It is the story of Nino Badalamenti, a Sicilian technician working and living in northern Italy with his family. He is a man fully in control of himself and his surroundings, dictating everything from his colleagues to his own family, calling the shots for their family vacation to his native Italy.

This is where the movie finds its strengths; as someone of Sicilian ancestry, I can appreciate the stereotypes and differences between Sicilian and northern Italians, and Mafioso plays these up to very funny effect. The Sicilians are coarse, hairy, loud, and over-the-top foils to the suave and sophisticated northerners. (I find this even funnier as it is from an Italian perspective; most non-Italian films view all Italians as the same, and it's great to find a movie that actually recognizes that there is diversity within this country.)

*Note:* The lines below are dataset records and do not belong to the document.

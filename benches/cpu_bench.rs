// SPDX-License-Identifier: Apache-2.0
// Copyright 2025 r64core contributors
//
// Licensed under the Apache License, Version 2.0 (the "License");
// you may not use this file except in compliance with the License.
// You may obtain a copy of the License at
//
//     http://www.apache.org/licenses/LICENSE-2.0
//
// Unless required by applicable law or agreed to in writing, software
// distributed under the License is distributed on an "AS IS" BASIS,
// WITHOUT WARRANTIES OR CONDITIONS OF ANY KIND, either express or implied.
// See the License for the specific language governing permissions and
// limitations under the License.

use criterion::{criterion_group, criterion_main, Criterion};
use r64core::core::config::{CoreConfig, CpuStyle};
use r64core::core::cpu::Cpu;
use r64core::core::memory::Bus;
use std::hint::black_box;

fn i_type(op: u32, rs: u32, rt: u32, imm: u32) -> u32 {
    (op << 26) | (rs << 21) | (rt << 16) | (imm & 0xFFFF)
}

/// Tight ALU loop: addiu/addu body with a bne back edge.
fn loop_program() -> Vec<u32> {
    vec![
        i_type(0x09, 0, 9, 0xFFFF),  // addiu r9, r0, -1 (runs forever)
        i_type(0x09, 10, 10, 1),     // addiu r10, r10, 1
        (10 << 21) | (10 << 16) | (11 << 11) | 0x21, // addu r11, r10, r10
        i_type(0x05, 9, 0, 0xFFFD),  // bne r9, r0, -3
        0,                           // nop
    ]
}

fn setup(style: CpuStyle) -> (Cpu, Bus) {
    let config = CoreConfig {
        cpu_style: style,
        ..CoreConfig::default()
    };
    let mut cpu = Cpu::new(&config);
    let mut bus = Bus::new();
    for (i, word) in loop_program().iter().enumerate() {
        bus.write32(0x1000 + (i as u32) * 4, *word);
    }
    cpu.pc = 0x8000_1000;
    (cpu, bus)
}

fn bench_interpreters(c: &mut Criterion) {
    let mut group = c.benchmark_group("step_loop_10k");
    for (name, style) in [
        ("cached", CpuStyle::CachedInterpreter),
        ("pure", CpuStyle::PureInterpreter),
    ] {
        group.bench_function(name, |b| {
            b.iter(|| {
                let (mut cpu, mut bus) = setup(style);
                for _ in 0..10_000 {
                    cpu.step(&mut bus).unwrap();
                }
                black_box(cpu.regs[11])
            })
        });
    }
    group.finish();
}

criterion_group!(benches, bench_interpreters);
criterion_main!(benches);
// SPDX-License-Identifier: Apache-2.0
// Copyright 2025 r64core contributors
//
// Licensed under the Apache License, Version 2.0 (the "License");
// you may not use this file except in compliance with the License.
// You may obtain a copy of the License at
//
//     http://www.apache.org/licenses/LICENSE-2.0
//
// Unless required by applicable law or agreed to in writing, software
// distributed under the License is distributed on an "AS IS" BASIS,
// WITHOUT WARRANTIES OR CONDITIONS OF ANY KIND, either express or implied.
// See the License for the specific language governing permissions and
// limitations under the License.

use super::*;
use crate::core::recompiler::DecodedBlock;

#[test]
fn test_big_endian_byte_order() {
    let mut bus = Bus::new();
    bus.write32(0x100, 0x1122_3344);
    assert_eq!(bus.read8(0x100), 0x11);
    assert_eq!(bus.read8(0x103), 0x44);
    assert_eq!(bus.read16(0x100), 0x1122);
    assert_eq!(bus.read16(0x102), 0x3344);
}

#[test]
fn test_read64_write64() {
    let mut bus = Bus::new();
    bus.write64(0x200, 0x0102_0304_0506_0708);
    assert_eq!(bus.read64(0x200), 0x0102_0304_0506_0708);
    assert_eq!(bus.read32(0x200), 0x0102_0304);
    assert_eq!(bus.read32(0x204), 0x0506_0708);
}

#[test]
fn test_sp_memories_are_addressable() {
    let mut bus = Bus::new();
    bus.write32(0x0400_0000, 0xAAAA_5555);
    bus.write32(0x0400_1FFC, 0x5555_AAAA);
    assert_eq!(bus.read32(0x0400_0000), 0xAAAA_5555);
    assert_eq!(bus.read32(0x0400_1FFC), 0x5555_AAAA);
    assert_eq!(bus.sp_dmem()[0], 0xAA);
    assert_eq!(bus.sp_imem()[SP_MEM_SIZE - 4], 0x55);
}

#[test]
fn test_unhandled_region_reads_zero() {
    let mut bus = Bus::new();
    // MI register space is not modeled.
    assert_eq!(bus.read32(0x0430_0000), 0);
    bus.write32(0x0430_0000, 0xFFFF_FFFF);
    assert_eq!(bus.read32(0x0430_0000), 0);
}

#[test]
fn test_kseg_mirror_bit_is_masked() {
    let mut bus = Bus::new();
    bus.write32(0x100, 0xDEAD_BEEF);
    // Physical addresses are taken mod 512MB, so a KSEG0-style address
    // reaches the same RDRAM cell.
    assert_eq!(bus.read32(0x8000_0100), 0xDEAD_BEEF);
}

#[test]
fn test_store_invalidates_translated_page() {
    let mut bus = Bus::new();
    let words = vec![0u32; 0x400];
    bus.cache
        .install(0x8_0005, DecodedBlock::translate(0x8000_5000, &words), None);
    assert!(bus.cache.is_valid(0x8_0005));
    bus.write32(0x5010, 0x1234_5678);
    assert!(!bus.cache.is_valid(0x8_0005), "store must retire the page");
}

#[test]
fn test_rdram_raw_access_bounds() {
    let mut bus = Bus::new();
    let data = [1u8, 2, 3, 4];
    bus.rdram_write_raw(0x1000, &data).unwrap();
    let mut out = [0u8; 4];
    bus.rdram_read_raw(0x1000, &mut out).unwrap();
    assert_eq!(out, data);

    let err = bus.rdram_write_raw(RDRAM_SIZE - 2, &data).unwrap_err();
    assert!(matches!(err, CoreError::InvalidMemoryAccess { .. }));
    assert!(bus.rdram_read_raw(RDRAM_SIZE, &mut out).is_err());
}

#[test]
fn test_rdram_raw_write_invalidates_pages() {
    let mut bus = Bus::new();
    let words = vec![0u32; 0x400];
    bus.cache
        .install(0x8_0002, DecodedBlock::translate(0x8000_2000, &words), None);
    bus.rdram_write_raw(0x2000, &[0xFF; 0x10]).unwrap();
    assert!(!bus.cache.is_valid(0x8_0002));
}

#[test]
fn test_rdram_page_clamps_to_page_base() {
    let mut bus = Bus::new();
    bus.write8(0x3456, 0x77);
    let page = bus.rdram_page(0x3456);
    assert_eq!(page.len(), 0x1000);
    assert_eq!(page[0x456], 0x77);
}

#[test]
fn test_rom_window_is_read_only() {
    let mut bus = Bus::new();
    // Install a fake image directly; the window mirrors its bytes.
    bus.rom = vec![0xAB; 0x1000];
    assert_eq!(bus.read8(ROM_BASE), 0xAB);
    bus.write8(ROM_BASE, 0x00);
    assert_eq!(bus.read8(ROM_BASE), 0xAB);
    // Past the image end reads as open bus (zero).
    assert_eq!(bus.read32(ROM_BASE + 0x1000), 0);
}

#[test]
fn test_seed_boot_code_copies_past_header() {
    let mut bus = Bus::new();
    let mut image = vec![0u8; 0x2000];
    for (i, b) in image.iter_mut().enumerate() {
        *b = i as u8;
    }
    bus.rom = image;
    bus.seed_boot_code();
    assert_eq!(bus.sp_dmem()[0x3F], 0, "header bytes are not copied");
    assert_eq!(bus.sp_dmem()[0x40], 0x40);
    assert_eq!(bus.sp_dmem()[SP_MEM_SIZE - 1], (SP_MEM_SIZE - 1) as u8);
}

The comic-tragic elements come from the main narrative though, of Nino's struggles with his own identity as a Sicilian (and of course the inevitable mafia-stereotype that comes along with that) and getting back into the circles of crime he was involved with as a youth. This pulls him back into committing a terrible crime, which the end of the film implies will affect him to the rest of his days.

Mafioso is certainly a good movie, entertaining and thought-provoking; the sequence surrounding Nino's crime, though, is told too slowly in my opinion and doesn't contribute much to the greater conflict of identity politics, which is conveyed much more strongly for the rest of the film.